• [EXERCISE DETAILS]:
The lines to repeat are those below from the one containing "use crate::storage::ResetValue;" down to the one containing "net.create_po(a);", both included; reproduce them exactly and nothing else.

+++ MATERIAL SUPPLIED +++

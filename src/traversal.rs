// SPDX-License-Identifier: Apache-2.0

//! Iteration over a network's nodes, inputs, outputs and fanins.
//!
//! Every collection is exposed two ways: a lazy iterator (`nodes()`,
//! `pis()`, ...) that composes with the standard adapters, and a `foreach_*`
//! visitor whose callback gets the item plus its position and may stop early
//! by returning `ControlFlow::Break(())`.

use std::ops::ControlFlow;

use crate::network::CoverNetwork;
use crate::storage::{NodeRef, Signal};

fn visit<T, I, F>(items: I, mut f: F) -> ControlFlow<()>
where
    I: Iterator<Item = T>,
    F: FnMut(T, usize) -> ControlFlow<()>,
{
    for (i, item) in items.enumerate() {
        f(item, i)?;
    }
    ControlFlow::Continue(())
}

impl CoverNetwork {
    /// All nodes in arena order, constants and dead nodes included.
    pub fn nodes(&self) -> impl Iterator<Item = NodeRef> + '_ {
        (0..self.storage.nodes.len()).map(|id| NodeRef { id })
    }

    /// Gates in arena order; constants and combinational inputs are skipped.
    pub fn gates(&self) -> impl Iterator<Item = NodeRef> + '_ {
        self.nodes().filter(move |n| self.is_function(*n))
    }

    pub fn cis(&self) -> impl Iterator<Item = NodeRef> + '_ {
        self.storage.inputs.iter().copied()
    }

    pub fn pis(&self) -> impl Iterator<Item = NodeRef> + '_ {
        self.storage.inputs[..self.storage.num_pis].iter().copied()
    }

    pub fn ros(&self) -> impl Iterator<Item = NodeRef> + '_ {
        self.storage.inputs[self.storage.num_pis..].iter().copied()
    }

    pub fn cos(&self) -> impl Iterator<Item = Signal> + '_ {
        self.storage.outputs.iter().copied()
    }

    pub fn pos(&self) -> impl Iterator<Item = Signal> + '_ {
        self.storage.outputs[..self.storage.num_pos].iter().copied()
    }

    pub fn ris(&self) -> impl Iterator<Item = Signal> + '_ {
        self.storage.outputs[self.storage.num_pos..].iter().copied()
    }

    /// `(register input, register output)` pairs in register order. Panics if
    /// the register inputs and outputs are not balanced.
    pub fn registers(&self) -> impl Iterator<Item = (Signal, NodeRef)> + '_ {
        self.num_registers();
        self.ris().zip(self.ros())
    }

    /// Ordered fanins of `n`; nothing for constants and combinational inputs.
    pub fn fanins(&self, n: NodeRef) -> impl Iterator<Item = Signal> + '_ {
        self.children(n).iter().copied()
    }

    pub fn foreach_node<F>(&self, f: F) -> ControlFlow<()>
    where
        F: FnMut(NodeRef, usize) -> ControlFlow<()>,
    {
        visit(self.nodes(), f)
    }

    pub fn foreach_gate<F>(&self, f: F) -> ControlFlow<()>
    where
        F: FnMut(NodeRef, usize) -> ControlFlow<()>,
    {
        visit(self.gates(), f)
    }

    pub fn foreach_ci<F>(&self, f: F) -> ControlFlow<()>
    where
        F: FnMut(NodeRef, usize) -> ControlFlow<()>,
    {
        visit(self.cis(), f)
    }

    pub fn foreach_pi<F>(&self, f: F) -> ControlFlow<()>
    where
        F: FnMut(NodeRef, usize) -> ControlFlow<()>,
    {
        visit(self.pis(), f)
    }

    pub fn foreach_ro<F>(&self, f: F) -> ControlFlow<()>
    where
        F: FnMut(NodeRef, usize) -> ControlFlow<()>,
    {
        visit(self.ros(), f)
    }

    pub fn foreach_co<F>(&self, f: F) -> ControlFlow<()>
    where
        F: FnMut(Signal, usize) -> ControlFlow<()>,
    {
        visit(self.cos(), f)
    }

    pub fn foreach_po<F>(&self, f: F) -> ControlFlow<()>
    where
        F: FnMut(Signal, usize) -> ControlFlow<()>,
    {
        visit(self.pos(), f)
    }

    pub fn foreach_ri<F>(&self, f: F) -> ControlFlow<()>
    where
        F: FnMut(Signal, usize) -> ControlFlow<()>,
    {
        visit(self.ris(), f)
    }

    pub fn foreach_register<F>(&self, f: F) -> ControlFlow<()>
    where
        F: FnMut((Signal, NodeRef), usize) -> ControlFlow<()>,
    {
        visit(self.registers(), f)
    }

    pub fn foreach_fanin<F>(&self, n: NodeRef, f: F) -> ControlFlow<()>
    where
        F: FnMut(Signal, usize) -> ControlFlow<()>,
    {
        visit(self.fanins(n), f)
    }
}

#[cfg(test)]
mod tests {
    use super::*;
    use crate::storage::ResetValue;

    fn sample() -> (CoverNetwork, Vec<NodeRef>) {
        let mut net = CoverNetwork::new();
        let a = net.create_pi();
        let b = net.create_pi();
        let r = net.create_ro();
        let x = net.create_xor(a, b);
        let y = net.create_and(x, r);
        net.create_po(y);
        net.create_po(a);
        net.create_ri(x, ResetValue::Zero);
        (net, vec![a, b, r, x, y])
    }

    #[test]
    fn test_iterators() {
        let (net, ids) = sample();
        let [a, b, r, x, y] = ids[..] else {
            unreachable!()
        };
        assert_eq!(net.nodes().count(), 7);
        assert_eq!(net.gates().collect::<Vec<_>>(), vec![x, y]);
        assert_eq!(net.cis().collect::<Vec<_>>(), vec![a, b, r]);
        assert_eq!(net.pis().collect::<Vec<_>>(), vec![a, b]);
        assert_eq!(net.ros().collect::<Vec<_>>(), vec![r]);
        assert_eq!(net.cos().collect::<Vec<_>>(), vec![y, a, x]);
        assert_eq!(net.pos().collect::<Vec<_>>(), vec![y, a]);
        assert_eq!(net.ris().collect::<Vec<_>>(), vec![x]);
        assert_eq!(net.registers().collect::<Vec<_>>(), vec![(x, r)]);
        assert_eq!(net.fanins(y).collect::<Vec<_>>(), vec![x, r]);
        assert_eq!(net.fanins(a).count(), 0);
        assert_eq!(net.fanins(net.get_constant(true)).count(), 0);
    }

    #[test]
    fn test_foreach_indices() {
        let (net, _) = sample();
        let mut seen = Vec::new();
        let flow = net.foreach_ci(|n, i| {
            seen.push((n.id, i));
            ControlFlow::Continue(())
        });
        assert_eq!(flow, ControlFlow::Continue(()));
        assert_eq!(seen, vec![(2, 0), (3, 1), (4, 2)]);
    }

    #[test]
    fn test_foreach_early_exit() {
        let (net, _) = sample();
        let mut visited = 0;
        let flow = net.foreach_node(|n, _| {
            visited += 1;
            if net.is_function(n) {
                ControlFlow::Break(())
            } else {
                ControlFlow::Continue(())
            }
        });
        assert_eq!(flow, ControlFlow::Break(()));
        // Two constants, three inputs, then the first gate.
        assert_eq!(visited, 6);
    }

    #[test]
    fn test_foreach_fanin_and_register() {
        let (net, ids) = sample();
        let mut fanins = Vec::new();
        let _ = net.foreach_fanin(ids[4], |s, i| {
            fanins.push((s, i));
            ControlFlow::Continue(())
        });
        assert_eq!(fanins, vec![(ids[3], 0), (ids[2], 1)]);

        let mut registers = Vec::new();
        let _ = net.foreach_register(|pair, i| {
            registers.push((pair, i));
            ControlFlow::Continue(())
        });
        assert_eq!(registers, vec![((ids[3], ids[2]), 0)]);
    }

    #[test]
    #[should_panic(expected = "does not match register input count")]
    fn test_registers_requires_balance() {
        let mut net = CoverNetwork::new();
        net.create_ro();
        let _ = net.registers();
    }
}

+++

• [THE ANSWER]:
    use crate::storage::ResetValue;

    fn sample() -> (CoverNetwork, Vec<NodeRef>) {
        let mut net = CoverNetwork::new();
        let a = net.create_pi();
        let b = net.create_pi();
        let r = net.create_ro();
        let x = net.create_xor(a, b);
        let y = net.create_and(x, r);
        net.create_po(y);
        net.create_po(a);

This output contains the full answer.